I'm sure there are other reasons/causes, but to figure out what the problem is, you need to tackle each possible cause on its own.  For instance, to eliminate camera shake, put the camera on a tripod for test purposes, use a remote trigger, and perhaps even use flash.  To achieve critical focus, use the live-view function on a clearly defined target with lots of detail, using manual focusing.  If this gives you good sharpness, then you know it's not the lens.  Next, set the lens from manual focus to autofocus, select the center point,  and let it focus on the same target you shot earlier.  If the camera's autofocus is working well, you should have exactly the same point in focus.  If not, then the camera is either front- or back-focusing.  If this test passes, then switch the focus selection points to auto and see what it focuses on. Chances are the camera will focus on the brightest or highest contrast or the closest point, which may or may not be the point you wanted the focus on.

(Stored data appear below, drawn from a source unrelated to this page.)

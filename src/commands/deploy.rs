//! # Deploy Command Implementation
//!
//! This module implements the `deploy` subcommand, which releases one
//! repository of the environment and publishes the images of its components.
//!
//! ## Functionality
//!
//! 1. Checks that the repository and every repository it depends on are
//!    clean, released and up to date with `origin`.
//! 2. Asks for the next version, offering the valid successors of the last
//!    release, and confirms major bumps.
//! 3. Writes the version to `manifest.yaml` and every `package.xml`, commits,
//!    tags and pushes.
//! 4. Builds the dev and prod images of each component for the build host's
//!    platform and pushes them to the registry.
//!
//! With `--skip-repo-steps` only the last step runs, for the current version.

use std::path::Path;

use anyhow::{Context, Result};
use clap::Args;
use dialoguer::{theme::ColorfulTheme, Confirm, Input, Select};
use robotdev::config::Environment;
use robotdev::deploy::{DeployOptions, DeployReport, DeployStage, DeployWorkflow, Prompter};
use robotdev::docker::BuildOrchestrator;
use robotdev::git::{GitRepository, WorkspaceRepositories};
use robotdev::robot::known_hosts;
use robotdev::version::{validate_next_version, ReleaseVersion};

use super::Target;

/// Release a repository and publish its images
#[derive(Args, Debug)]
pub struct DeployArgs {
    /// Repository to deploy, by its directory name under `src/`
    #[arg(short, long, value_name = "REPO")]
    pub repo: String,

    /// Build and push the current version without any git step
    #[arg(long)]
    pub skip_repo_steps: bool,

    /// Host to build the images on (prompted when omitted)
    #[arg(long, value_name = "ROBOT")]
    pub robot: Option<String>,
}

/// Prompts on the terminal with dialoguer.
struct TerminalPrompter {
    theme: ColorfulTheme,
}

impl Prompter for TerminalPrompter {
    fn ask_version(
        &self,
        last: &ReleaseVersion,
        suggestions: &[ReleaseVersion],
    ) -> robotdev::error::Result<String> {
        let options: Vec<String> = suggestions.iter().map(ToString::to_string).collect();
        println!("💡 Last released version is {}", last);
        println!("   Valid next versions: {}", options.join(", "));

        let mut input = Input::<String>::with_theme(&self.theme).with_prompt("Version to release");
        if let Some(first) = options.first() {
            input = input.default(first.clone());
        }
        let last = *last;
        let version = input
            .validate_with(move |candidate: &String| -> Result<(), String> {
                validate_next_version(&last, candidate)
                    .map(|_| ())
                    .map_err(|e| e.to_string())
            })
            .interact_text()
            .map_err(|dialoguer::Error::IO(e)| e)?;
        Ok(version)
    }

    fn confirm_major_bump(
        &self,
        last: &ReleaseVersion,
        next: &ReleaseVersion,
    ) -> robotdev::error::Result<bool> {
        let confirmed = Confirm::with_theme(&self.theme)
            .with_prompt(format!(
                "{} -> {} is a major version bump. Continue?",
                last, next
            ))
            .default(false)
            .interact()
            .map_err(|dialoguer::Error::IO(e)| e)?;
        Ok(confirmed)
    }
}

/// Execute the deploy command
pub fn execute(args: DeployArgs, env_root: &Path) -> Result<()> {
    let robot = match &args.robot {
        Some(robot) => robot.clone(),
        None => select_build_host(&Environment::load(env_root)?)?,
    };
    let target = Target::load(env_root, &robot)?;
    let env = &target.env;

    let repo = GitRepository::open(env.repo_path(&args.repo))?;
    let provider = WorkspaceRepositories::new(env.src_dir());
    let prompter = TerminalPrompter {
        theme: ColorfulTheme::default(),
    };
    let docker = target.docker();
    let orchestrator = BuildOrchestrator::new(&docker, env.settings.registry.clone());
    let options = DeployOptions {
        deploy_branch: env.settings.deploy_branch.clone(),
        platform: target.robot.platform().to_string(),
        skip_repo_steps: args.skip_repo_steps,
    };

    println!(
        "🚀 Deploying '{}' from '{}' ({})",
        args.repo,
        target.robot.name,
        target.robot.platform()
    );
    let mut workflow = DeployWorkflow::new(env, &repo, &provider, &prompter, &orchestrator, options);
    let report = workflow.run().with_context(|| match workflow.stage() {
        DeployStage::Done => format!("Deploy of '{}' finished with image failures", args.repo),
        stage => format!("Deploy of '{}' failed at stage '{}'", args.repo, stage),
    })?;

    print_report(&report);
    Ok(())
}

fn select_build_host(env: &Environment) -> Result<String> {
    let hosts = known_hosts(env)?;
    let selection = Select::with_theme(&ColorfulTheme::default())
        .with_prompt("Build host")
        .items(&hosts)
        .default(0)
        .interact()?;
    Ok(hosts[selection].clone())
}

fn print_report(report: &DeployReport) {
    for (dependency, tag) in &report.dependencies {
        println!("   depends on {} {}", dependency, tag);
    }
    for image in &report.pushed {
        println!("   📤 {}", image);
    }
    for component in &report.skipped {
        println!("   ⏭️  {} (no recipe for this platform)", component);
    }
}
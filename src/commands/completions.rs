//! # Completions Command Implementation
//!
//! Prints a tab-completion script for `robotdev` to stdout, generated by
//! `clap_complete` from the CLI definition.
//!
//! ```bash
//! robotdev completions bash > ~/.local/share/bash-completion/completions/robotdev
//! robotdev completions zsh > ~/.zfunc/_robotdev
//! ```

use anyhow::Result;
use clap::{Args, CommandFactory, ValueEnum};
use clap_complete::{generate, Shell};
use std::io::{self, Write};

use crate::cli::Cli;

const BIN_NAME: &str = "robotdev";

/// Shells a completion script can be generated for
#[derive(Debug, Clone, Copy, ValueEnum)]
pub enum CompletionShell {
    Bash,
    Zsh,
    Fish,
    #[value(name = "powershell")]
    PowerShell,
    Elvish,
}

impl From<CompletionShell> for Shell {
    fn from(shell: CompletionShell) -> Self {
        match shell {
            CompletionShell::Bash => Shell::Bash,
            CompletionShell::Zsh => Shell::Zsh,
            CompletionShell::Fish => Shell::Fish,
            CompletionShell::PowerShell => Shell::PowerShell,
            CompletionShell::Elvish => Shell::Elvish,
        }
    }
}

/// Generate shell completion scripts
#[derive(Args, Debug)]
pub struct CompletionsArgs {
    /// The shell to generate completions for
    #[arg(value_enum)]
    pub shell: CompletionShell,
}

fn write_completions(shell: CompletionShell, out: &mut dyn Write) {
    generate(Shell::from(shell), &mut Cli::command(), BIN_NAME, out);
}

/// Execute the `completions` command.
pub fn execute(args: CompletionsArgs) -> Result<()> {
    write_completions(args.shell, &mut io::stdout());
    Ok(())
}
//! Robot host inventory.
//!
//! Commands target either `localhost` or a robot listed in `robots.yaml` at
//! the environment root:
//!
//! ```yaml
//! gary-01:
//!   platform: jetsonorinagx
//!   ip: 192.168.1.40
//!   port: 22
//!   user: gary
//! ```

use std::collections::BTreeMap;
use std::path::{Path, PathBuf};

use serde::Deserialize;

use crate::config::{load_yaml, Environment};
use crate::defaults::{LOCALHOST, LOCALHOST_DEFAULT_PLATFORM, ROBOTS_FILENAME};
use crate::error::{Error, Result};

/// Connection details of a remote robot.
#[derive(Debug, Clone, PartialEq, Eq, Deserialize)]
pub struct RemoteHost {
    pub platform: String,
    pub ip: String,
    pub port: u16,
    pub user: String,
}

impl RemoteHost {
    /// `user@ip`
    pub fn destination(&self) -> String {
        format!("{}@{}", self.user, self.ip)
    }

    /// `ssh://user@ip[:port]`, for `DOCKER_HOST`.
    pub fn docker_host(&self) -> String {
        if self.port == 0 || self.port == 22 {
            format!("ssh://{}", self.destination())
        } else {
            format!("ssh://{}:{}", self.destination(), self.port)
        }
    }

    /// Home directory of the remote user.
    pub fn home(&self) -> PathBuf {
        if self.user == "root" {
            PathBuf::from("/root")
        } else {
            Path::new("/home").join(&self.user)
        }
    }
}

/// A machine commands are executed on.
#[derive(Debug, Clone, PartialEq, Eq)]
pub struct Robot {
    pub name: String,
    /// `None` for `localhost`.
    pub remote: Option<RemoteHost>,
}

impl Robot {
    pub fn localhost() -> Self {
        Self {
            name: LOCALHOST.to_string(),
            remote: None,
        }
    }

    /// Resolves `name` to `localhost` or an entry of `robots.yaml`.
    pub fn resolve(env: &Environment, name: &str) -> Result<Self> {
        if name == LOCALHOST {
            return Ok(Self::localhost());
        }

        let path = env.root.join(ROBOTS_FILENAME);
        let mut robots: BTreeMap<String, RemoteHost> =
            load_yaml(&path, || Error::RobotsFileNotFound { path: path.clone() })?;
        let remote = robots.remove(name).ok_or_else(|| Error::RobotNotFound {
            name: name.to_string(),
            path: path.clone(),
        })?;

        Ok(Self {
            name: name.to_string(),
            remote: Some(remote),
        })
    }

    pub fn is_local(&self) -> bool {
        self.remote.is_none()
    }

    pub fn platform(&self) -> &str {
        self.remote
            .as_ref()
            .map(|r| r.platform.as_str())
            .unwrap_or(LOCALHOST_DEFAULT_PLATFORM)
    }

    /// The environment root as seen from this robot.
    ///
    /// Locally that is the environment root itself. A remote robot holds one
    /// workspace per developer under `~/<remote_root>/<workspace>`.
    pub fn host_env_root(&self, env: &Environment, workspace: &str) -> PathBuf {
        match &self.remote {
            None => env.root.clone(),
            Some(remote) => remote
                .home()
                .join(&env.settings.remote_root)
                .join(workspace),
        }
    }
}

/// Names of every robot in `robots.yaml`, plus `localhost` first.
///
/// A missing inventory only offers `localhost`.
pub fn known_hosts(env: &Environment) -> Result<Vec<String>> {
    let path = env.root.join(ROBOTS_FILENAME);
    let mut hosts = vec![LOCALHOST.to_string()];
    if path.is_file() {
        let robots: BTreeMap<String, RemoteHost> =
            load_yaml(&path, || Error::RobotsFileNotFound { path: path.clone() })?;
        hosts.extend(robots.into_keys());
    }
    Ok(hosts)
}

By approaching this systematically, you can figure out where the problem is, and address it.


----------



## mjhoward (Oct 17, 2011)

Since you say that you've used this lens on Canon XT and XTi and got sharp images and are now getting soft images on the t2i, I would suspect that you've reached the resolving limit of the kit lens.  Camera lenses have a limit on what they are able to resolve.  Generally, lens manufacturers test this ability and present the results via an MTF (Modulation Transfer Function) chart which shows how well a lens can preserve contrast between line pairs of a given size.  Your Canon XT and XTi had 8 and 10MP sensors which had a pixel pitch of 6.31µm and 5.62µm.  Your new body, the t2i, is now 18MP with a pixel pitch of 4.17µm.  This is a much smaller spot that the lens has to resolve and apparently it isn't able to very well.

For reference, a pixel pitch of 6.31µm is equal to 79LP/mm and a pixel pitch of 4.17µm is equal to 120LP/mm.  MTF charts supplied by Canon are measured at 10LP/mm and 30LP/mm.


----------



## jaomul (Oct 18, 2011)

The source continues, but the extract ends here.